— Мамида, — говорит муж Дариджан — я подбираюсь, потому что знаю, что он собирается мне сказать, — Мамида, — повторяет он, не оборачиваясь, — все ущелье думает ровно так, как сапожник. Просто ему одному хватило смелости сказать тебе это в лицо.


Возвращаемся поздно ночью. Оказалось, нам очень повезло, упади Назарос чуть иначе, был бы перелом. А так он отделался вывихом. Плечо ему вправили, руку крепко перевязали, дали с собой лекарств. Сначала хотели оставить на ночь, но он расплакался, попросился домой. Успокоился сразу же, как только согласились его отпустить. По пути назад несколько раз жаловался на жару и на то, что плечо под повязкой чешется, про боль молчал.

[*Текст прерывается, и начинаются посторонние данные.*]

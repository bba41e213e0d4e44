use crate::harmony::KeyMode;

/// Krumhansl–Schmuckler major profile, C-rooted.
const MAJOR_PROFILE: [f64; 12] = [
    6.35, 2.23, 3.48, 2.33, 4.38, 4.09, 2.52, 5.19, 2.39, 3.66, 2.29, 2.88,
];

/// Krumhansl–Schmuckler minor profile, C-rooted.
const MINOR_PROFILE: [f64; 12] = [
    6.33, 2.68, 3.52, 5.38, 2.60, 3.53, 2.54, 4.75, 3.98, 2.69, 3.34, 3.17,
];

const TONICS: [&str; 12] = [
    "C", "C#", "D", "D#", "E", "F", "F#", "G", "G#", "A", "A#", "B",
];

#[derive(Debug, Clone, PartialEq)]
pub struct KeyEstimate {
    /// Key name in the `"C Major"` / `"A Minor"` form.
    pub key: String,
    pub tonic_index: usize,
    pub mode: KeyMode,
    /// Winning profile correlation, clamped to [0, 1].
    pub confidence: f64,
}

/// Estimate the key of a chroma vector by correlating against the fixed
/// major/minor profiles at all 12 rotations and taking the best match.
/// Returns None when the chroma carries no usable information.
pub fn estimate_key(chroma: &[f64; 12]) -> Option<KeyEstimate> {
    if chroma.iter().any(|v| !v.is_finite()) {
        return None;
    }

    let mut best: Option<(usize, KeyMode, f64)> = None;
    for shift in 0..12 {
        let major = correlate(chroma, &rotated(&MAJOR_PROFILE, shift));
        let minor = correlate(chroma, &rotated(&MINOR_PROFILE, shift));
        for (mode, corr) in [(KeyMode::Major, major), (KeyMode::Minor, minor)] {
            let corr = match corr {
                Some(c) => c,
                None => continue,
            };
            let better = match best {
                Some((_, _, b)) => corr > b,
                None => true,
            };
            if better {
                best = Some((shift, mode, corr));
            }
        }
    }

    let (tonic_index, mode, corr) = best?;
    let mode_word = match mode {
        KeyMode::Major => "Major",
        KeyMode::Minor => "Minor",
    };
    Some(KeyEstimate {
        key: format!("{} {}", TONICS[tonic_index], mode_word),
        tonic_index,
        mode,
        confidence: corr.clamp(0.0, 1.0),
    })
}

/// Rotate a C-rooted profile so its tonic lands on pitch class `shift`.
fn rotated(profile: &[f64; 12], shift: usize) -> [f64; 12] {
    let mut out = [0.0; 12];
    for (i, v) in out.iter_mut().enumerate() {
        *v = profile[(i + 12 - shift) % 12];
    }
    out
}

/// Pearson correlation; None when either side has zero variance.
fn correlate(a: &[f64; 12], b: &[f64; 12]) -> Option<f64> {
    let n = 12.0;
    let mean_a: f64 = a.iter().sum::<f64>() / n;
    let mean_b: f64 = b.iter().sum::<f64>() / n;

    let mut cov = 0.0;
    let mut var_a = 0.0;
    let mut var_b = 0.0;
    for i in 0..12 {
        let da = a[i] - mean_a;
        let db = b[i] - mean_b;
        cov += da * db;
        var_a += da * da;
        var_b += db * db;
    }

    let denom = (var_a * var_b).sqrt();
    if denom < 1e-12 {
        None
    } else {
        Some(cov / denom)
    }
}
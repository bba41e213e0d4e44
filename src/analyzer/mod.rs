pub mod basic;
pub mod kernel;
pub mod key;
pub mod record;

use crate::config::AudioAnalysisConfig;
use crate::db::{Database, StoreError};
use crate::fingerprint::Fingerprint;
use crate::harmony::HarmonyModel;
use crate::mood::{MoodClassifier, MoodInput};
use crate::scanner::metadata;
use crate::tasks::{TaskDelta, TaskRegistry, TaskStatus, TaskSummary};
use crate::SUPPORTED_EXTENSIONS;
use crossbeam_channel::RecvTimeoutError;
use kernel::{FeatureKernel, Pcm};
use record::{
    defaults, Analysis, AnalysisStatus, CamelotInfo, DerivedMetrics, GlobalFeatures, MoodInfo,
    TimeSeriesPoint, TrackMetadata, RECORD_VERSION,
};
use std::collections::BTreeMap;
use std::path::{Path, PathBuf};
use std::sync::atomic::{AtomicBool, Ordering};
use std::sync::{Arc, Mutex};
use std::time::{Duration, Instant};
use thiserror::Error;

/// Files at or below this size never reach the kernel.
const MIN_FILE_SIZE_BYTES: u64 = 1024;

/// A secondary tempo/key estimator must clear this confidence to be preferred.
const REFINE_CONFIDENCE_THRESHOLD: f64 = 0.7;

#[derive(Error, Debug)]
pub enum AnalyzeError {
    #[error("store error: {0}")]
    Store(#[from] StoreError),
}

#[derive(Debug, Clone, Copy, Default, PartialEq)]
pub struct EngineStats {
    pub total_analyzed: u64,
    pub cache_hits: u64,
    pub errors: u64,
}

#[derive(Debug, Clone, Default)]
pub struct BatchOptions {
    /// Re-analyze files even when a fresh cached record exists.
    pub overwrite_cache: bool,
}

#[derive(Debug, Clone, Copy, Default, PartialEq)]
pub struct BatchSummary {
    pub total_processed: u64,
    pub successful: u64,
    pub failed: u64,
    pub skipped_cached: u64,
}

#[derive(Debug)]
pub struct BatchResult {
    /// file_path → analysis or fallback record.
    pub results: BTreeMap<String, Analysis>,
    pub summary: BatchSummary,
    pub cancelled: bool,
}

/// Progress callback: (processed, total, current_file).
pub type ProgressFn = dyn Fn(usize, usize, &str);

/// Validate → load → extract → segment → classify → persist, with batching,
/// progress, and cooperative cancellation. Workers are pure CPU-bound tasks
/// returning plain values; this orchestrator owns the store handle.
pub struct AnalysisEngine {
    kernel: Arc<dyn FeatureKernel>,
    classifier: Arc<MoodClassifier>,
    registry: Arc<TaskRegistry>,
    config: AudioAnalysisConfig,
    stats: Mutex<EngineStats>,
}

struct BatchCtx {
    results: BTreeMap<String, Analysis>,
    summary: BatchSummary,
    processed: usize,
    total: usize,
    store_failures: u64,
}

Муж Дариджан оплатил все расходы. Я заикнулась было, что верну деньги, как только накоплю, но он только махнул рукой — Мамида, не начинай. О больном сыне я расспрашивать не стала, зачем человеку душу травить. Хорошие новости он сам расскажет, а плохие как брошенный в воду камень — только распускают вокруг себя волны, усиливая горе. Плохие вести тревожить нельзя.

Встретила нас соседка, предупредила, что Зулали дома у сапожника.

— Пришлось напоить мятной наливкой, иначе не успокаивалась, все плакала и звала вас.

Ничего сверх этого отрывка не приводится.